WORK ORDER
Can you print every record below exactly as written?

___ DATA FOR THIS EXERCISE

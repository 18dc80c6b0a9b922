//! # scantel-shared
//!
//! Shared result types and error handling for the scantel workspace.
//!
//! - `ErrorEnvelope` / `ErrorCode` with the telemetry error namespaces
//! - `Result` alias
//! - secret redaction for log fields and endpoints
//!
//! This crate only depends on external crates.

#![deny(clippy::unwrap_used)]
#![deny(clippy::expect_used)]

pub mod errors;
pub mod redaction;
pub mod result;

pub use errors::{
    ErrorClass, ErrorCode, ErrorEnvelope, ErrorKind, ErrorMetadata, UnexpectedError,
    normalize_unexpected_error,
};
pub use redaction::{REDACTED, is_secret_key, redact_endpoint};
pub use result::Result;

/// Returns the shared crate version.
#[must_use]
pub const fn shared_crate_version() -> &'static str {
    env!("CARGO_PKG_VERSION")
}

______

EXPECTED ANSWER
repository 18dc80c6b0a9b922
//! # scantel-shared
//!
//! Shared result types and error handling for the scantel workspace.
//!
//! - `ErrorEnvelope` / `ErrorCode` with the telemetry error namespaces
//! - `Result` alias
//! - secret redaction for log fields and endpoints
//!
//! This crate only depends on external crates.

#![deny(clippy::unwrap_used)]
#![deny(clippy::expect_used)]

pub mod errors;
pub mod redaction;
pub mod result;

pub use errors::{
    ErrorClass, ErrorCode, ErrorEnvelope, ErrorKind, ErrorMetadata, UnexpectedError,
    normalize_unexpected_error,
};
pub use redaction::{REDACTED, is_secret_key, redact_endpoint};
pub use result::Result;

/// Returns the shared crate version.
#[must_use]
pub const fn shared_crate_version() -> &'static str {
    env!("CARGO_PKG_VERSION")
}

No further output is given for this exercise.